Why you need landlords insurance to secure your investment
Most people insure their house, possessions and car against loss but many investors don't see the need to get landlords insurance for their investment properties. Reducing risk should be right next to generating profit in your priority list as a property investor and by not getting landlords insurance you are exposing yourself to a lot of risk.
What's the difference between building Insurance and landlords insurance
Building insurance covers your house and the other structure on your property. These include garages, sheds, fences and in-ground pools. Building insurance covers you if your house were damaged by fire or storms. Floods and cyclones are covered by some insurance companies but you will likely pay a higher premium if you are in a flood prone area.
You will not need building insurance if you have an apartment or townhouse as they are apart of a strata title or body corporate scheme. Your body corporate fees pay for the building insurance. However if you have a stand alone house you will need to get some to protect the structure of your building from unfortunate natural disasters. Make sure to shop around, the more policies you have with a single insurance company the more loyalty discounts you will receive.
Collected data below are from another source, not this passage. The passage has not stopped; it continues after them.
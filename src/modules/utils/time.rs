use chrono::{DateTime, Local, Utc};

/// Convert epoch milliseconds into a UTC datetime
pub fn datetime_from_millis(timestamp_ms: i64) -> DateTime<Utc> {
    DateTime::from_timestamp_millis(timestamp_ms).unwrap_or_default()
}

/// Function to format an epoch-millisecond timestamp as readable date
pub fn format_timestamp(timestamp_ms: i64) -> String {
    datetime_from_millis(timestamp_ms)
        .format("%Y-%m-%d %H:%M:%S")
        .to_string()
}

/// Format a transaction date the way the ledger shows it, e.g. "Oct 15, 2025 09:30"
pub fn format_transaction_date(timestamp_ms: i64) -> String {
    datetime_from_millis(timestamp_ms)
        .format("%b %-d, %Y %H:%M")
        .to_string()
}

/// Format duration in milliseconds to human readable string
pub fn format_duration(millis: i64) -> String {
    let seconds = millis.max(0) / 1000;
    if seconds < 60 {
        format!("{} seconds", seconds)
    } else if seconds < 3600 {
        format!("{} minutes", seconds / 60)
    } else if seconds < 86400 {
        format!("{} hours", seconds / 3600)
    } else {
        format!("{} days", seconds / 86400)
    }
}

/// Convert a UTC epoch-millisecond timestamp to a local time string
pub fn utc_to_local(timestamp_ms: i64) -> String {
    let local_time: DateTime<Local> = DateTime::from(datetime_from_millis(timestamp_ms));
    local_time.format("%Y-%m-%d %H:%M:%S %Z").to_string()
}
use std::fmt;

/// Reasons an authentication or token check can fail.
///
/// Gate operations never hand these to callers directly; they resolve to a
/// `bool` or `Option` and the variant is only used for diagnostics.
#[derive(Debug, Clone, PartialEq)]
pub enum GateError {
    InvalidCredentials,
    TokenNotFound,
    TokenAlreadyUsed,
    TokenIdentityMismatch { issued_to: String, current: String },
    SessionExpired,
    MalformedPersistedState(String),
}

impl fmt::Display for GateError {
    fn fmt(&self, f: &mut fmt::Formatter<'_>) -> fmt::Result {
        match self {
            GateError::InvalidCredentials => write!(f, "Invalid username or password"),
            GateError::TokenNotFound => write!(f, "Token not found"),
            GateError::TokenAlreadyUsed => write!(f, "Token has already been used"),
            GateError::TokenIdentityMismatch { issued_to, current } => write!(
                f,
                "Token was used by a different user (issued to {}, current {})",
                issued_to, current
            ),
            GateError::SessionExpired => write!(f, "Session expired"),
            GateError::MalformedPersistedState(msg) => {
                write!(f, "Malformed persisted state: {}", msg)
            }
        }
    }
}

impl std::error::Error for GateError {}

/// Errors from the withdrawal ledger
#[derive(Debug, Clone, PartialEq)]
pub enum WithdrawalError {
    AccessDenied,
    NoIdentity,
    InvalidAmount(f64),
    DailyLimitExceeded { limit: f64 },
}

impl fmt::Display for WithdrawalError {
    fn fmt(&self, f: &mut fmt::Formatter<'_>) -> fmt::Result {
        use crate::modules::utils::format::format_currency;

        match self {
            WithdrawalError::AccessDenied => {
                write!(f, "A verified access token is required for withdrawals")
            }
            WithdrawalError::NoIdentity => write!(f, "No user is logged in"),
            WithdrawalError::InvalidAmount(amount) => {
                write!(f, "Invalid withdrawal amount: {}", format_currency(*amount))
            }
            WithdrawalError::DailyLimitExceeded { limit } => write!(
                f,
                "Daily withdrawal limit exceeded. Limit: {}",
                format_currency(*limit)
            ),
        }
    }
}

impl std::error::Error for WithdrawalError {}

#[cfg(test)]
mod tests {
    use super::*;

    #[test]
    fn test_error_messages() {
        assert_eq!(GateError::TokenNotFound.to_string(), "Token not found");
        let mismatch = GateError::TokenIdentityMismatch {
            issued_to: "alice".to_string(),
            current: "bob".to_string(),
        };
        assert!(mismatch.to_string().contains("issued to alice"));

        let limit = WithdrawalError::DailyLimitExceeded { limit: 10_000.0 };
        assert_eq!(
            limit.to_string(),
            "Daily withdrawal limit exceeded. Limit: $10,000.00"
        );
    }
}
use itertools::Itertools;

/// Format an amount as US dollars, e.g. `-$1,234.50`
pub fn format_currency(amount: f64) -> String {
    let cents = (amount.abs() * 100.0).round() as u64;
    let whole = (cents / 100).to_string();
    let fraction = cents % 100;

    // Group the whole part in threes from the right
    let grouped = whole
        .as_bytes()
        .rchunks(3)
        .rev()
        .map(|chunk| String::from_utf8_lossy(chunk).into_owned())
        .join(",");

    let sign = if amount < 0.0 && cents > 0 { "-" } else { "" };
    format!("{}${}.{:02}", sign, grouped, fraction)
}

/// Quote a CSV field when it contains a separator, quote or newline
fn escape_csv_field(field: &str) -> String {
    if field.contains(',') || field.contains('"') || field.contains('\n') {
        format!("\"{}\"", field.replace('"', "\"\""))
    } else {
        field.to_string()
    }
}

/// Build a CSV document from a header row and data rows
pub fn generate_csv(headers: &[&str], rows: &[Vec<String>]) -> String {
    let mut lines = Vec::with_capacity(rows.len() + 1);
    lines.push(headers.iter().map(|h| escape_csv_field(h)).join(","));
    for row in rows {
        lines.push(row.iter().map(|field| escape_csv_field(field)).join(","));
    }
    lines.join("\n")
}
The higher the excess you have to pay, generally the lower your annual premium and look out for no-claim bonuses where you can.
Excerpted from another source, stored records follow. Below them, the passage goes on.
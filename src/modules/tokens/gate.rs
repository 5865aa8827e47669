use std::rc::Rc;

use super::model::{normalize_token, AccessToken};
use super::store::TokenStore;
use crate::modules::auth::AuthGate;
use crate::modules::errors::GateError;
use crate::modules::storage::Storage;
use crate::modules::utils::clock::Clock;
use crate::modules::utils::logging::{log_data_operation, log_token_event};
use crate::modules::utils::time::datetime_from_millis;
use crate::UNKNOWN_IDENTITY;

pub const CURRENT_TOKEN_KEY: &str = "currentToken";
pub const TOKEN_USED_TIME_KEY: &str = "tokenUsedTime";
pub const TOKEN_ACTIVE_KEY: &str = "tokenActive";

/// Single-use token verification and the session-scoped grant it unlocks.
///
/// Consumption state is durable and shared by every context; the activation
/// flag lives in session storage and vanishes with the context or on logout.
pub struct TokenGate {
    storage: Storage,
    clock: Rc<dyn Clock>,
    store: TokenStore,
}

impl TokenGate {
    pub fn new(storage: Storage, clock: Rc<dyn Clock>, provisioned: &[AccessToken]) -> Self {
        let store = TokenStore::new(Rc::clone(&storage.durable), provisioned);
        Self {
            storage,
            clock,
            store,
        }
    }

    /// Consume a token for the current identity. Unknown and already used
    /// tokens both answer false.
    pub fn verify_token(&mut self, auth: &mut AuthGate, raw: &str) -> bool {
        self.verify_token_detailed(auth, raw).is_ok()
    }

    /// Same as `verify_token` but says why a token was refused
    pub fn verify_token_detailed(
        &mut self,
        auth: &mut AuthGate,
        raw: &str,
    ) -> Result<AccessToken, GateError> {
        let normalized = normalize_token(raw);
        let issued_to = auth
            .current_identity()
            .map(|identity| identity.username)
            .unwrap_or_else(|| UNKNOWN_IDENTITY.to_string());
        let now = self.clock.now_ms();

        // Read-modify-write against the stored set, never a cached copy
        let mut tokens = self.store.tokens();
        let entry = match tokens
            .iter_mut()
            .find(|token| token.matches_normalized(&normalized))
        {
            Some(entry) => entry,
            None => {
                log_token_event("verify", &normalized, false, Some("Token not found"));
                return Err(GateError::TokenNotFound);
            }
        };
        if entry.used {
            log_token_event(
                "verify",
                &normalized,
                false,
                Some(&format!(
                    "Token already used by {}",
                    entry.issued_to.as_deref().unwrap_or(UNKNOWN_IDENTITY)
                )),
            );
            return Err(GateError::TokenAlreadyUsed);
        }

        entry.mark_used(&issued_to, datetime_from_millis(now));
        let consumed = entry.clone();

        if let Err(e) = self.store.save(&tokens) {
            log_data_operation("save_tokens", &issued_to, "tokens", false, Some(&e.to_string()));
        }
        // Remember which token this device consumed, in its stored spelling
        let pointers = self
            .storage
            .durable
            .set(CURRENT_TOKEN_KEY, &consumed.token)
            .and_then(|_| {
                self.storage
                    .durable
                    .set(TOKEN_USED_TIME_KEY, &now.to_string())
            });
        if let Err(e) = pointers {
            log_data_operation(
                "save_current_token",
                &issued_to,
                CURRENT_TOKEN_KEY,
                false,
                Some(&e.to_string()),
            );
        }

        log_token_event(
            "verify",
            &consumed.token,
            true,
            Some(&format!("Issued to {}", issued_to)),
        );
        Ok(consumed)
    }

    /// Whether this context currently holds a token grant
    pub fn has_valid_access(&self, auth: &mut AuthGate) -> bool {
        self.access_check(auth).is_ok()
    }

    /// The grant needs a consumed-token pointer naming a used token, issued
    /// to the current identity when there is one, and an activation in this
    /// context. A missing activation is reported as `SessionExpired`.
    pub fn access_check(&self, auth: &mut AuthGate) -> Result<(), GateError> {
        let current = self
            .storage
            .durable
            .get(CURRENT_TOKEN_KEY)
            .filter(|token| !token.is_empty())
            .ok_or(GateError::TokenNotFound)?;

        let entry = self
            .store
            .find_exact(&current)
            .filter(|entry| entry.used)
            .ok_or(GateError::TokenNotFound)?;

        if let Some(identity) = auth.current_identity() {
            if entry.issued_to.as_deref() != Some(identity.username.as_str()) {
                return Err(GateError::TokenIdentityMismatch {
                    issued_to: entry
                        .issued_to
                        .clone()
                        .unwrap_or_else(|| UNKNOWN_IDENTITY.to_string()),
                    current: identity.username,
                });
            }
        }

        if !self.is_active() {
            return Err(GateError::SessionExpired);
        }
        Ok(())
    }

    pub fn is_active(&self) -> bool {
        self.storage.session.get(TOKEN_ACTIVE_KEY).as_deref() == Some("true")
    }

    /// Turn the grant on for this context
    pub fn activate(&self) {
        if let Err(e) = self.storage.session.set(TOKEN_ACTIVE_KEY, "true") {
            log_data_operation(
                "activate_token",
                "session",
                TOKEN_ACTIVE_KEY,
                false,
                Some(&e.to_string()),
            );
        }
    }

    pub fn deactivate(&self) {
        if let Err(e) = self.storage.session.remove(TOKEN_ACTIVE_KEY) {
            log_data_operation(
                "deactivate_token",
                "session",
                TOKEN_ACTIVE_KEY,
                false,
                Some(&e.to_string()),
            );
        }
    }

    pub fn list_available(&self) -> Vec<AccessToken> {
        self.store.available()
    }

    pub fn list_consumed(&self) -> Vec<AccessToken> {
        self.store.consumed()
    }

    /// Administrative reset of every token, the consumed-token pointer and
    /// this context's grant. Not for production use.
    pub fn reset_all(&self) {
        if let Err(e) = self.store.reset_all() {
            log_data_operation("reset_tokens", "admin", "tokens", false, Some(&e.to_string()));
        }

        let pointers = self
            .storage
            .durable
            .remove(CURRENT_TOKEN_KEY)
            .and_then(|_| self.storage.durable.remove(TOKEN_USED_TIME_KEY));
        if let Err(e) = pointers {
            log_data_operation(
                "reset_tokens",
                "admin",
                CURRENT_TOKEN_KEY,
                false,
                Some(&e.to_string()),
            );
        }
        self.deactivate();

        log_data_operation("reset_tokens", "admin", "tokens", true, None);
    }
}
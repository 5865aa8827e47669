use std::cell::RefCell;
use std::collections::HashMap;
use std::io;

use super::KeyValueStore;

/// Key-value store that lives only as long as the process
#[derive(Debug, Default)]
pub struct MemoryStore {
    entries: RefCell<HashMap<String, String>>,
}

impl MemoryStore {
    pub fn new() -> Self {
        Self::default()
    }

    pub fn len(&self) -> usize {
        self.entries.borrow().len()
    }

    pub fn is_empty(&self) -> bool {
        self.entries.borrow().is_empty()
    }
}

impl KeyValueStore for MemoryStore {
    fn get(&self, key: &str) -> Option<String> {
        self.entries.borrow().get(key).cloned()
    }

    fn set(&self, key: &str, value: &str) -> io::Result<()> {
        self.entries
            .borrow_mut()
            .insert(key.to_string(), value.to_string());
        Ok(())
    }

    fn remove(&self, key: &str) -> io::Result<()> {
        self.entries.borrow_mut().remove(key);
        Ok(())
    }

    fn clear(&self) -> io::Result<()> {
        self.entries.borrow_mut().clear();
        Ok(())
    }
}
Home and Contents Insurance
If you live in a home, it's likely you have home and contents insurance to cover your possessions in the event of a natural disaster, theft or vandalism. If you have landlords insurance home and contents insurance is included in your policy so you have peace of mind about the safety of your possessions with tenants.
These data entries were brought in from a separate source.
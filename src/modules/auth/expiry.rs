/// A one-shot expiry check armed for a particular epoch
#[derive(Debug, Clone, Copy, PartialEq, Eq)]
pub struct ExpiryTimer {
    pub epoch: u64,
    pub deadline_ms: i64,
}

/// What happened when a due timer fired
#[derive(Debug, Clone, Copy, PartialEq, Eq)]
pub enum ExpiryOutcome {
    /// A later arm or a logout replaced this timer
    Superseded,
    /// The session was still valid at fire time, nothing done
    StillValid,
    /// No session was active any more
    NoSession,
    /// The session had lapsed and was ended
    Expired,
}

/// Pending expiry timers plus the epoch that decides which one is live.
///
/// Re-arming bumps the epoch and drops the older timers. A logout only
/// bumps the epoch, so its timer still fires and is reported as superseded.
#[derive(Debug, Default)]
pub struct ExpirySchedule {
    epoch: u64,
    pending: Vec<ExpiryTimer>,
}

impl ExpirySchedule {
    pub fn new() -> Self {
        Self::default()
    }

    pub fn epoch(&self) -> u64 {
        self.epoch
    }

    /// Arm a timer for `deadline_ms`, superseding every earlier one
    pub fn arm(&mut self, deadline_ms: i64) -> ExpiryTimer {
        self.epoch += 1;
        let epoch = self.epoch;
        self.pending.retain(|timer| timer.epoch == epoch);

        let timer = ExpiryTimer { epoch, deadline_ms };
        self.pending.push(timer);
        timer
    }

    /// Make every pending timer stale without arming a new one
    pub fn invalidate(&mut self) {
        self.epoch += 1;
    }

    pub fn is_current(&self, timer: &ExpiryTimer) -> bool {
        timer.epoch == self.epoch
    }

    /// Remove and return the timers whose deadline is at or before `now_ms`, oldest first
    pub fn take_due(&mut self, now_ms: i64) -> Vec<ExpiryTimer> {
        let (mut due, waiting): (Vec<ExpiryTimer>, Vec<ExpiryTimer>) =
            std::mem::take(&mut self.pending)
                .into_iter()
                .partition(|timer| timer.deadline_ms <= now_ms);
        self.pending = waiting;
        due.sort_by_key(|timer| (timer.deadline_ms, timer.epoch));
        due
    }

    pub fn pending(&self) -> usize {
        self.pending.len()
    }

    /// Deadline of the live timer, if it has not fired yet
    pub fn next_deadline(&self) -> Option<i64> {
        self.pending
            .iter()
            .find(|timer| timer.epoch == self.epoch)
            .map(|timer| timer.deadline_ms)
    }
}

#[cfg(test)]
mod tests {
    use super::*;

    #[test]
    fn test_rearm_supersedes_previous_timer() {
        let mut schedule = ExpirySchedule::new();
        let first = schedule.arm(1_000);
        assert!(schedule.is_current(&first));

        let second = schedule.arm(2_000);
        assert!(!schedule.is_current(&first));
        assert!(schedule.is_current(&second));
        assert_eq!(schedule.pending(), 1);
        assert_eq!(schedule.next_deadline(), Some(2_000));
    }

    #[test]
    fn test_rearming_does_not_grow_queue() {
        let mut schedule = ExpirySchedule::new();
        for deadline in (1..=100).map(|step| step * 1_000) {
            schedule.arm(deadline);
        }
        assert_eq!(schedule.pending(), 1);
        assert_eq!(schedule.epoch(), 100);

        // Dropped timers never come due
        assert!(schedule.take_due(99_000).is_empty());
        let due = schedule.take_due(100_000);
        assert_eq!(due.len(), 1);
        assert!(schedule.is_current(&due[0]));
    }

    #[test]
    fn test_take_due_only_returns_elapsed_timers() {
        let mut schedule = ExpirySchedule::new();
        schedule.arm(2_000);

        assert!(schedule.take_due(1_999).is_empty());
        assert_eq!(schedule.pending(), 1);

        let due = schedule.take_due(2_000);
        assert_eq!(due.len(), 1);
        assert_eq!(due[0].deadline_ms, 2_000);
        assert_eq!(schedule.pending(), 0);
        assert!(schedule.take_due(2_500).is_empty());
    }

    #[test]
    fn test_invalidate_makes_all_stale() {
        let mut schedule = ExpirySchedule::new();
        let timer = schedule.arm(1_000);
        schedule.invalidate();
        assert!(!schedule.is_current(&timer));
        assert_eq!(schedule.next_deadline(), None);
        // Still queued, to be reported as superseded when due
        assert_eq!(schedule.pending(), 1);
    }
}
Why is landlord's insurance so important
Part of the reason why people are hesitant to start their investment property portfolio is the fear that they will not get a tenant, or the one's they have will damage their property. This is where landlord's insurance comes in.
Loss of Rent
Landlords insurance can cover you for loss of rent if a tenant breaks their lease or if the property is uninhabitable due to damage by tenants (malicious damage). Therefore if the worst happens and you have horrible tenants who make your investment uninhabitable and then skip out, you will be covered. However, you cannot receive cover if your place is perfectly inhabitable but not attracting tenants. You should always make sure you buy a property in an area where there is high demand for housing to prevent vacancy.
Damage by tenants
Not all damage by tenants is deliberate and so it is important to shop around for landlords insurance that covers for accidental as well as deliberate damage. Similarly try and extend the policy to cover damage inflicted by more than just the tenant but also visitors and unknown persons. It may be hard to find, but it is available!
If your property is furnished it makes a lot of sense to get contents insurance, but unfurnished properties should also think about getting it. Drinks spills on the carpet are often too costly to be covered by the bond so think about extending your cover for home and contents insurance too. If your place is furnished try and look for an insurer who offers a higher policy of up to $60,000 instead of the usual $10,000 for more peace of mind.
One of the most compelling reasons to get landlords insurance is to secure your investment against accidents by your tenants and their visitors on your property. Most insurers will cover liability up to $20m if you are sued. Lawsuits are not something you want to pay for out of your own pocket, so make sure you get a high liability cover.
Property manager cover
Not all property investors have property managers as they choose to self-manage their property. If you choose to have a property manager you can also have them covered under your landlords insurance. Some insurers require a property manager to be covered under their policy, so if you are self-managing, shop around to find one that just requires a rental tenancy agreement. If you want to have a low-stress hands off investment, we suggest paying a management fee and relying on their experience and knowledge of the property and area to deal with the day to day running of your property.